> [REQUIRED ACTION] All of the entries must be duplicated exactly.
══════════════════════════════
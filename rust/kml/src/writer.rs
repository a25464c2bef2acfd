// This Source Code Form is subject to the terms of the Mozilla Public
// License, v. 2.0. If a copy of the MPL was not distributed with this
// file, You can obtain one at https://mozilla.org/MPL/2.0/.

//! Entity tree → KML 2.2 document.

use crate::coordinates::format_coordinates;
use crate::repair::KML_NAMESPACE;
use c3ml_core::xml::escape_xml;
use c3ml_core::{Color, Coordinate, Entity, EntityCollection, Geometry, Properties};
use c3ml_geometry::close_ring;
use rustc_hash::FxHashSet;

/// Output settings
#[derive(Debug, Clone, Default)]
pub struct KmlWriteOptions {
    /// `<name>` of the top `Document`
    pub document_name: Option<String>,
    /// When set, a `<Model>` placemark referencing this COLLADA href is
    /// written for the collection's meshes
    pub model_href: Option<String>,
}

/// Serialize a collection as one KML document.
///
/// Root entities become top-level features; Containers become Folders.
/// Mesh entities are only represented through the optional model
/// placemark; their children are written in their place.
pub fn write_kml(collection: &EntityCollection, options: &KmlWriteOptions) -> String {
    let mut writer = KmlWriter {
        collection,
        styles: Vec::new(),
        seen_styles: FxHashSet::default(),
        body: String::new(),
    };
    for root in collection.roots() {
        writer.feature(root, 2);
    }
    if let Some(href) = &options.model_href {
        writer.model_placemark(href);
    }

    let mut xml = String::new();
    xml.push_str(&format!(
        "<?xml version=\"1.0\" encoding=\"UTF-8\"?>\n<kml xmlns=\"{}\">\n  <Document>\n",
        KML_NAMESPACE
    ));
    if let Some(name) = &options.document_name {
        xml.push_str(&format!("    <name>{}</name>\n", escape_xml(name)));
    }
    for color in &writer.styles {
        let kml = color.to_kml_hex();
        xml.push_str(&format!(
            r#"    <Style id="{id}">
      <IconStyle><color>{kml}</color></IconStyle>
      <LineStyle><color>{kml}</color></LineStyle>
      <PolyStyle><color>{kml}</color></PolyStyle>
    </Style>
"#,
            id = style_id(color),
        ));
    }
    xml.push_str(&writer.body);
    xml.push_str("  </Document>\n</kml>\n");

    tracing::debug!(styles = writer.styles.len(), "Wrote KML document");
    xml
}

fn style_id(color: &Color) -> String {
    format!("style-{}", color.key())
}

struct KmlWriter<'c> {
    collection: &'c EntityCollection,
    /// Distinct colors in first-use order
    styles: Vec<Color>,
    seen_styles: FxHashSet<String>,
    body: String,
}

impl<'c> KmlWriter<'c> {
    /// Reference to the cached style for a color, creating it on first use
    fn style_url(&mut self, color: Color) -> String {
        if self.seen_styles.insert(color.key()) {
            self.styles.push(color);
        }
        format!("#{}", style_id(&color))
    }

    fn feature(&mut self, entity: &Entity, depth: usize) {
        let pad = "  ".repeat(depth);
        match &entity.geometry {
            Geometry::Container => {
                self.body.push_str(&format!(
                    "{pad}<Folder id=\"{}\">\n{pad}  <name>{}</name>\n",
                    escape_xml(&entity.id),
                    escape_xml(&entity.name),
                ));
                self.extended_data(&entity.properties, depth + 1);
                let collection = self.collection;
                for child in collection.children(&entity.id) {
                    self.feature(child, depth + 1);
                }
                self.body.push_str(&format!("{pad}</Folder>\n"));
            }
            Geometry::Mesh(_) => {
                tracing::debug!(entity = entity.id.as_str(), "Mesh geometry is written as COLLADA, writing children only");
                // Derived footprints hang below their mesh
                let collection = self.collection;
                for child in collection.children(&entity.id) {
                    self.feature(child, depth);
                }
            }
            geometry => {
                let style = self.style_url(entity.color_or_default());
                self.body.push_str(&format!(
                    "{pad}<Placemark id=\"{}\">\n{pad}  <name>{}</name>\n{pad}  <styleUrl>{}</styleUrl>\n",
                    escape_xml(&entity.id),
                    escape_xml(&entity.name),
                    style,
                ));
                self.extended_data(&entity.properties, depth + 1);
                let inner = "  ".repeat(depth + 1);
                self.body.push_str(&inner);
                self.body.push_str(&geometry_xml(geometry));
                self.body.push('\n');
                self.body.push_str(&format!("{pad}</Placemark>\n"));
            }
        }
    }

    fn extended_data(&mut self, properties: &Properties, depth: usize) {
        if properties.is_empty() {
            return;
        }
        let pad = "  ".repeat(depth);
        self.body.push_str(&format!("{pad}<ExtendedData>\n"));
        for (key, value) in properties {
            self.body.push_str(&format!(
                "{pad}  <Data name=\"{}\"><value>{}</value></Data>\n",
                escape_xml(key),
                escape_xml(value)
            ));
        }
        self.body.push_str(&format!("{pad}</ExtendedData>\n"));
    }

    /// Placemark for the first mesh's placement
    fn model_placemark(&mut self, href: &str) {
        let Some(mesh) = self.collection.iter().find_map(Entity::as_mesh) else {
            tracing::debug!("No mesh entities, model placemark omitted");
            return;
        };
        let geo = mesh.geo_location;
        let [tilt, roll, heading] = mesh.rotation;
        let [sx, sy, sz] = mesh.scale;
        self.body.push_str(&format!(
            r#"    <Placemark>
      <name>model</name>
      <Model>
        <altitudeMode>absolute</altitudeMode>
        <Location>
          <longitude>{}</longitude>
          <latitude>{}</latitude>
          <altitude>{}</altitude>
        </Location>
        <Orientation>
          <heading>{heading}</heading>
          <tilt>{tilt}</tilt>
          <roll>{roll}</roll>
        </Orientation>
        <Scale>
          <x>{sx}</x>
          <y>{sy}</y>
          <z>{sz}</z>
        </Scale>
        <Link><href>{}</href></Link>
      </Model>
    </Placemark>
"#,
            geo.longitude,
            geo.latitude,
            geo.altitude,
            escape_xml(href),
        ));
    }
}

fn geometry_xml(geometry: &Geometry) -> String {
    match geometry {
        Geometry::Point(coords) if coords.len() == 1 => point_xml(&coords[0]),
        Geometry::Point(coords) => format!(
            "<MultiGeometry>{}</MultiGeometry>",
            coords.iter().map(point_xml).collect::<String>()
        ),
        Geometry::Line(coords) => format!(
            "<LineString><coordinates>{}</coordinates></LineString>",
            format_coordinates(coords)
        ),
        Geometry::Polygon { outer, holes } => {
            let mut xml = format!(
                "<Polygon><outerBoundaryIs>{}</outerBoundaryIs>",
                ring_xml(outer)
            );
            for hole in holes {
                xml.push_str(&format!("<innerBoundaryIs>{}</innerBoundaryIs>", ring_xml(hole)));
            }
            xml.push_str("</Polygon>");
            xml
        }
        Geometry::Mesh(_) | Geometry::Container => String::new(),
    }
}

fn point_xml(coordinate: &Coordinate) -> String {
    format!(
        "<Point><coordinates>{}</coordinates></Point>",
        format_coordinates(std::slice::from_ref(coordinate))
    )
}

fn ring_xml(ring: &[Coordinate]) -> String {
    let mut closed = ring.to_vec();
    close_ring(&mut closed);
    format!(
        "<LinearRing><coordinates>{}</coordinates></LinearRing>",
        format_coordinates(&closed)
    )
}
══════════════════════════════
> [TASK RESPONSE]
filename rust/kml/src/writer.rs
repository a25464c2bef2acfd
// This Source Code Form is subject to the terms of the Mozilla Public
// License, v. 2.0. If a copy of the MPL was not distributed with this
// file, You can obtain one at https://mozilla.org/MPL/2.0/.

//! Entity tree → KML 2.2 document.

use crate::coordinates::format_coordinates;
use crate::repair::KML_NAMESPACE;
use c3ml_core::xml::escape_xml;
use c3ml_core::{Color, Coordinate, Entity, EntityCollection, Geometry, Properties};
use c3ml_geometry::close_ring;
use rustc_hash::FxHashSet;

/// Output settings
#[derive(Debug, Clone, Default)]
pub struct KmlWriteOptions {
    /// `<name>` of the top `Document`
    pub document_name: Option<String>,
    /// When set, a `<Model>` placemark referencing this COLLADA href is
    /// written for the collection's meshes
    pub model_href: Option<String>,
}

/// Serialize a collection as one KML document.
///
/// Root entities become top-level features; Containers become Folders.
/// Mesh entities are only represented through the optional model
/// placemark; their children are written in their place.
pub fn write_kml(collection: &EntityCollection, options: &KmlWriteOptions) -> String {
    let mut writer = KmlWriter {
        collection,
        styles: Vec::new(),
        seen_styles: FxHashSet::default(),
        body: String::new(),
    };
    for root in collection.roots() {
        writer.feature(root, 2);
    }
    if let Some(href) = &options.model_href {
        writer.model_placemark(href);
    }

    let mut xml = String::new();
    xml.push_str(&format!(
        "<?xml version=\"1.0\" encoding=\"UTF-8\"?>\n<kml xmlns=\"{}\">\n  <Document>\n",
        KML_NAMESPACE
    ));
    if let Some(name) = &options.document_name {
        xml.push_str(&format!("    <name>{}</name>\n", escape_xml(name)));
    }
    for color in &writer.styles {
        let kml = color.to_kml_hex();
        xml.push_str(&format!(
            r#"    <Style id="{id}">
      <IconStyle><color>{kml}</color></IconStyle>
      <LineStyle><color>{kml}</color></LineStyle>
      <PolyStyle><color>{kml}</color></PolyStyle>
    </Style>
"#,
            id = style_id(color),
        ));
    }
    xml.push_str(&writer.body);
    xml.push_str("  </Document>\n</kml>\n");

    tracing::debug!(styles = writer.styles.len(), "Wrote KML document");
    xml
}

fn style_id(color: &Color) -> String {
    format!("style-{}", color.key())
}

struct KmlWriter<'c> {
    collection: &'c EntityCollection,
    /// Distinct colors in first-use order
    styles: Vec<Color>,
    seen_styles: FxHashSet<String>,
    body: String,
}

impl<'c> KmlWriter<'c> {
    /// Reference to the cached style for a color, creating it on first use
    fn style_url(&mut self, color: Color) -> String {
        if self.seen_styles.insert(color.key()) {
            self.styles.push(color);
        }
        format!("#{}", style_id(&color))
    }

    fn feature(&mut self, entity: &Entity, depth: usize) {
        let pad = "  ".repeat(depth);
        match &entity.geometry {
            Geometry::Container => {
                self.body.push_str(&format!(
                    "{pad}<Folder id=\"{}\">\n{pad}  <name>{}</name>\n",
                    escape_xml(&entity.id),
                    escape_xml(&entity.name),
                ));
                self.extended_data(&entity.properties, depth + 1);
                let collection = self.collection;
                for child in collection.children(&entity.id) {
                    self.feature(child, depth + 1);
                }
                self.body.push_str(&format!("{pad}</Folder>\n"));
            }
            Geometry::Mesh(_) => {
                tracing::debug!(entity = entity.id.as_str(), "Mesh geometry is written as COLLADA, writing children only");
                // Derived footprints hang below their mesh
                let collection = self.collection;
                for child in collection.children(&entity.id) {
                    self.feature(child, depth);
                }
            }
            geometry => {
                let style = self.style_url(entity.color_or_default());
                self.body.push_str(&format!(
                    "{pad}<Placemark id=\"{}\">\n{pad}  <name>{}</name>\n{pad}  <styleUrl>{}</styleUrl>\n",
                    escape_xml(&entity.id),
                    escape_xml(&entity.name),
                    style,
                ));
                self.extended_data(&entity.properties, depth + 1);
                let inner = "  ".repeat(depth + 1);
                self.body.push_str(&inner);
                self.body.push_str(&geometry_xml(geometry));
                self.body.push('\n');
                self.body.push_str(&format!("{pad}</Placemark>\n"));
            }
        }
    }

    fn extended_data(&mut self, properties: &Properties, depth: usize) {
        if properties.is_empty() {
            return;
        }
        let pad = "  ".repeat(depth);
        self.body.push_str(&format!("{pad}<ExtendedData>\n"));
        for (key, value) in properties {
            self.body.push_str(&format!(
                "{pad}  <Data name=\"{}\"><value>{}</value></Data>\n",
                escape_xml(key),
                escape_xml(value)
            ));
        }
        self.body.push_str(&format!("{pad}</ExtendedData>\n"));
    }

    /// Placemark for the first mesh's placement
    fn model_placemark(&mut self, href: &str) {
        let Some(mesh) = self.collection.iter().find_map(Entity::as_mesh) else {
            tracing::debug!("No mesh entities, model placemark omitted");
            return;
        };
        let geo = mesh.geo_location;
        let [tilt, roll, heading] = mesh.rotation;
        let [sx, sy, sz] = mesh.scale;
        self.body.push_str(&format!(
            r#"    <Placemark>
      <name>model</name>
      <Model>
        <altitudeMode>absolute</altitudeMode>
        <Location>
          <longitude>{}</longitude>
          <latitude>{}</latitude>
          <altitude>{}</altitude>
        </Location>
        <Orientation>
          <heading>{heading}</heading>
          <tilt>{tilt}</tilt>
          <roll>{roll}</roll>
        </Orientation>
        <Scale>
          <x>{sx}</x>
          <y>{sy}</y>
          <z>{sz}</z>
        </Scale>
        <Link><href>{}</href></Link>
      </Model>
    </Placemark>
"#,
            geo.longitude,
            geo.latitude,
            geo.altitude,
            escape_xml(href),
        ));
    }
}

fn geometry_xml(geometry: &Geometry) -> String {
    match geometry {
        Geometry::Point(coords) if coords.len() == 1 => point_xml(&coords[0]),
        Geometry::Point(coords) => format!(
            "<MultiGeometry>{}</MultiGeometry>",
            coords.iter().map(point_xml).collect::<String>()
        ),
        Geometry::Line(coords) => format!(
            "<LineString><coordinates>{}</coordinates></LineString>",
            format_coordinates(coords)
        ),
        Geometry::Polygon { outer, holes } => {
            let mut xml = format!(
                "<Polygon><outerBoundaryIs>{}</outerBoundaryIs>",
                ring_xml(outer)
            );
            for hole in holes {
                xml.push_str(&format!("<innerBoundaryIs>{}</innerBoundaryIs>", ring_xml(hole)));
            }
            xml.push_str("</Polygon>");
            xml
        }
        Geometry::Mesh(_) | Geometry::Container => String::new(),
    }
}

fn point_xml(coordinate: &Coordinate) -> String {
    format!(
        "<Point><coordinates>{}</coordinates></Point>",
        format_coordinates(std::slice::from_ref(coordinate))
    )
}

fn ring_xml(ring: &[Coordinate]) -> String {
    let mut closed = ring.to_vec();
    close_ring(&mut closed);
    format!(
        "<LinearRing><coordinates>{}</coordinates></LinearRing>",
        format_coordinates(&closed)
    )
}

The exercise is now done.